Warrant Certificate No.: [2023-[__]]
Original Issue Date: March [ ], 2023
Representing [PORTION OF 6,250,000] Warrants to purchase Subordinate Voting Shares
THIS CERTIFIES THAT, for the purchase price of $[ ], [Insert Name of Holder], a [ ] (the “Holder”), is entitled, at any time prior to the Expiry Time, to purchase, at the Strike Price, one (1) duly authorized, validly issued, fully paid and non-assessable Subordinate Voting Share in the share capital of GOODNESS GROWTH HOLDINGS, INC. (f/k/a Vireo Health International, Inc.) (the “Company”), a company existing under the laws of the Province of British Columbia, for each Warrant, all in the manner and subject to the terms set forth in this Warrant. Certain capitalized terms used herein are defined in Section 1.
This Warrant has been issued pursuant to the terms of that certain Credit Agreement, dated as of March 24, 2021 (as amended, restated, amended and restated, supplemented or otherwise modified from time to time, the “Credit Agreement”; capitalized terms used herein and not otherwise defined shall have the meanings ascribed to such terms in the Credit Agreement), among the Company, as a Borrower, the other Borrowers party thereto on the Closing Date, any other Subsidiaries of the Company that become Borrowers or Guarantors thereunder pursuant to Section 8.09 of the Credit Agreement, the lenders from time to time party thereto (each, a “Lender” and, collectively, the “Lenders”), Chicago Atlantic admin, LLC, a Delaware limited liability company (“Chicago Atlantic”), as administrative agent for the Lenders (in such capacity, together with its successors and assigns in such capacity, “Administrative Agent”), and Chicago Atlantic, as collateral agent for the Secured Parties (in such capacity, together with its successors and assigns in such capacity, “Collateral Agent”, and together with Administrative Agent, each, an “Agent” and collectively, “Agents”).

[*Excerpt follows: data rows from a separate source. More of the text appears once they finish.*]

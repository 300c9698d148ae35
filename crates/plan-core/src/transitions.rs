//! Transition planning between adjacent clips.
//!
//! Takes the ranked candidate list from the effect-selection collaborator
//! (untrusted strings), validates every identifier against the catalog, and
//! produces one executable [`TransitionSpec`] per adjacent clip pair. Denied
//! and unknown kinds are substituted, never passed through; every
//! substitution is logged.

use beatcut_media_model::{ClipSpec, TransitionSpec};

use crate::catalog::{Resolution, TransitionCatalog, TransitionEntry};

/// The transition planner.
pub struct TransitionPlanner {
    catalog: TransitionCatalog,
}

impl TransitionPlanner {
    pub fn new(catalog: TransitionCatalog) -> Self {
        Self { catalog }
    }

    /// Plan one transition per adjacent clip pair.
    ///
    /// `candidates` cycles when shorter than `clips.len() - 1`; an empty
    /// list plans the safe default for every pair. `nominal_secs` is the
    /// requested transition duration before per-kind clamping.
    ///
    /// Start offsets are in the composed output timeline: the end of the
    /// outgoing clip minus all transition overlap accumulated so far. This
    /// is the beat-exact formula; it holds whether or not clip durations
    /// are uniform.
    pub fn plan(
        &self,
        clips: &[ClipSpec],
        candidates: &[String],
        nominal_secs: f64,
    ) -> Vec<TransitionSpec> {
        if clips.len() < 2 {
            return vec![];
        }

        let mut specs = Vec::with_capacity(clips.len() - 1);
        let mut overlap_so_far = 0.0;

        for i in 0..clips.len() - 1 {
            let requested = if candidates.is_empty() {
                self.catalog.safe_default().name.as_str()
            } else {
                candidates[i % candidates.len()].as_str()
            };

            let entry = self.resolve_or_substitute(requested, i);

            // The transition cannot outlast half of either adjacent clip.
            // The cap is strict: a floor here would let accumulated overlap
            // on very short clips push start offsets negative.
            let pair_cap = clips[i].duration_secs.min(clips[i + 1].duration_secs) / 2.0;
            let duration_secs = entry.clamp_duration(nominal_secs).min(pair_cap);

            overlap_so_far += duration_secs;
            let start_offset_secs = clips[i].end_secs() - overlap_so_far;

            specs.push(TransitionSpec {
                from_index: i,
                to_index: i + 1,
                kind: entry.name.clone(),
                duration_secs,
                start_offset_secs,
            });
        }

        specs
    }

    fn resolve_or_substitute(&self, requested: &str, pair_index: usize) -> &TransitionEntry {
        match self.catalog.resolve(requested) {
            Resolution::Safe(entry) => entry,
            Resolution::Denied(_) => {
                let fallback = self.catalog.safe_default();
                tracing::warn!(
                    requested,
                    substituted = %fallback.name,
                    pair_index,
                    "Deny-listed transition substituted"
                );
                fallback
            }
            Resolution::Unknown => {
                let fallback = match TransitionCatalog::guess_family(requested) {
                    Some(family) => self.catalog.family_fallback(family),
                    None => self.catalog.safe_default(),
                };
                tracing::info!(
                    requested,
                    substituted = %fallback.name,
                    pair_index,
                    "Unrecognized transition mapped to safe equivalent"
                );
                fallback
            }
        }
    }
}

#[cfg(test)]
mod tests {
    use super::*;
    use beatcut_media_model::MotionStyle;
    use std::path::PathBuf;

    fn uniform_clips(n: usize, duration: f64) -> Vec<ClipSpec> {
        (0..n)
            .map(|i| ClipSpec {
                image: PathBuf::from(format!("img_{i}.jpg")),
                start_secs: i as f64 * duration,
                duration_secs: duration,
                motion: MotionStyle::Static,
                index: i,
            })
            .collect()
    }

    fn planner() -> TransitionPlanner {
        TransitionPlanner::new(TransitionCatalog::load_embedded().unwrap())
    }

    #[test]
    fn test_one_spec_per_adjacent_pair() {
        let specs = planner().plan(&uniform_clips(5, 1.5), &["fade".to_string()], 0.5);
        assert_eq!(specs.len(), 4);
        for (i, spec) in specs.iter().enumerate() {
            assert_eq!(spec.from_index, i);
            assert_eq!(spec.to_index, i + 1);
        }
    }

    #[test]
    fn test_candidates_cycle() {
        let candidates = vec!["fade".to_string(), "wipeleft".to_string()];
        let specs = planner().plan(&uniform_clips(5, 1.5), &candidates, 0.5);
        assert_eq!(specs[0].kind, "fade");
        assert_eq!(specs[1].kind, "wipeleft");
        assert_eq!(specs[2].kind, "fade");
        assert_eq!(specs[3].kind, "wipeleft");
    }

    #[test]
    fn test_denied_kind_substituted_with_fade() {
        let candidates = vec!["hlslice".to_string()];
        let specs = planner().plan(&uniform_clips(3, 1.5), &candidates, 0.5);
        assert!(specs.iter().all(|s| s.kind == "fade"));
    }

    #[test]
    fn test_unknown_kind_maps_by_family() {
        let candidates = vec![
            "hyper_wipe_42".to_string(),
            "soft_blur_morph".to_string(),
            "glitterstorm".to_string(),
        ];
        let specs = planner().plan(&uniform_clips(4, 1.5), &candidates, 0.5);
        assert_eq!(specs[0].kind, "wipeleft");
        assert_eq!(specs[1].kind, "dissolve");
        assert_eq!(specs[2].kind, "fade");
    }

    #[test]
    fn test_no_denied_kind_ever_emitted() {
        let catalog = TransitionCatalog::load_embedded().unwrap();
        let candidates: Vec<String> = vec![
            "hlslice", "hrslice", "vuslice", "vdslice", "hblur", "circlecrop", "rectcrop", "burn",
            "wipeleft", "what_is_this",
        ]
        .into_iter()
        .map(String::from)
        .collect();

        let specs = planner().plan(&uniform_clips(20, 1.5), &candidates, 0.5);
        for spec in &specs {
            assert!(matches!(catalog.resolve(&spec.kind), Resolution::Safe(_)));
        }
    }

    #[test]
    fn test_start_offsets_accumulate_overlap() {
        let specs = planner().plan(&uniform_clips(4, 1.5), &["fade".to_string()], 0.5);
        // offset(i) = (i+1)*1.5 - (i+1)*0.5 with uniform durations.
        for (i, spec) in specs.iter().enumerate() {
            let expected = (i + 1) as f64 * 1.5 - (i + 1) as f64 * 0.5;
            assert!((spec.start_offset_secs - expected).abs() < 1e-9);
        }
    }

    #[test]
    fn test_offsets_nonnegative_and_inside_clip() {
        let clips = uniform_clips(8, 1.2);
        let specs = planner().plan(&clips, &["dissolve".to_string()], 0.6);
        for spec in &specs {
            assert!(spec.start_offset_secs >= 0.0);
            assert!(spec.start_offset_secs < clips[spec.from_index].end_secs());
        }
    }

    #[test]
    fn test_duration_clamped_to_kind_range() {
        let specs = planner().plan(&uniform_clips(3, 4.0), &["wipeleft".to_string()], 5.0);
        // wipeleft caps at 0.8s regardless of the nominal request.
        assert!(specs.iter().all(|s| (s.duration_secs - 0.8).abs() < 1e-9));
    }

    #[test]
    fn test_duration_capped_by_short_clips() {
        let specs = planner().plan(&uniform_clips(3, 0.4), &["fade".to_string()], 0.5);
        assert!(specs.iter().all(|s| s.duration_secs <= 0.2 + 1e-9));
    }

    #[test]
    fn test_offsets_nonnegative_for_dense_beat_grids() {
        // An untrusted analyzer can hand back a dense but strictly
        // increasing grid, planning clips far shorter than any nominal
        // transition. Overlap must still never exceed the timeline.
        let clips = uniform_clips(8, 0.04);
        let specs = planner().plan(&clips, &["fade".to_string()], 0.5);
        for spec in &specs {
            assert!(
                spec.start_offset_secs >= 0.0,
                "pair {} has negative offset {}",
                spec.from_index,
                spec.start_offset_secs
            );
            assert!(spec.duration_secs > 0.0);
            assert!(spec.duration_secs <= 0.02 + 1e-9);
        }
    }

    #[test]
    fn test_single_clip_yields_no_transitions() {
        assert!(planner().plan(&uniform_clips(1, 1.5), &[], 0.5).is_empty());
    }

    #[test]
    fn test_empty_candidates_default_to_fade() {
        let specs = planner().plan(&uniform_clips(3, 1.5), &[], 0.5);
        assert!(specs.iter().all(|s| s.kind == "fade"));
    }
}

“Applicable Securities Legislation” has the meaning set forth in the Credit Agreement.
“Board” means the board of directors of the Company.
“Business Day” means any day, except a Saturday, Sunday or legal holiday, on which banking institutions in the city of Minneapolis, Minnesota or Vancouver, British Columbia are authorized or obligated by law or executive order to close.
“Capital Reorganization” has the meaning set forth in Section 4(e).
“Company” has the meaning set forth in the Preamble.
“Convertible Securities” means any securities of the Company (other than the Warrant Agreements issuable pursuant to the Credit Agreement), directly or indirectly, convertible into or exchangeable for Subordinate Voting Shares.
“Credit Agreement” has the meaning set forth in the Preamble.
“Current Market Price” means, at any date of determination, the average closing price of the Subordinate Voting Shares on the CSE (and in such case translated into U.S. dollars using the daily average exchange rate reported by the Bank of Canada as of such date) for the 10 consecutive trading days immediately prior to such date of determination or, if the Subordinate Voting Shares are not listed on the CSE, then on such other stock exchange or over-the-counter market on which the Subordinate Voting Shares are then listed; provided that, if there is no market for the Subordinate Voting Shares, then the Current Market Price in respect of a Subordinate Voting Shares shall be determined by a nationally recognized investment banking, accounting or valuation firm jointly selected by the Board and the Holder, with the Company being responsible for all fees and expenses payable to such firm.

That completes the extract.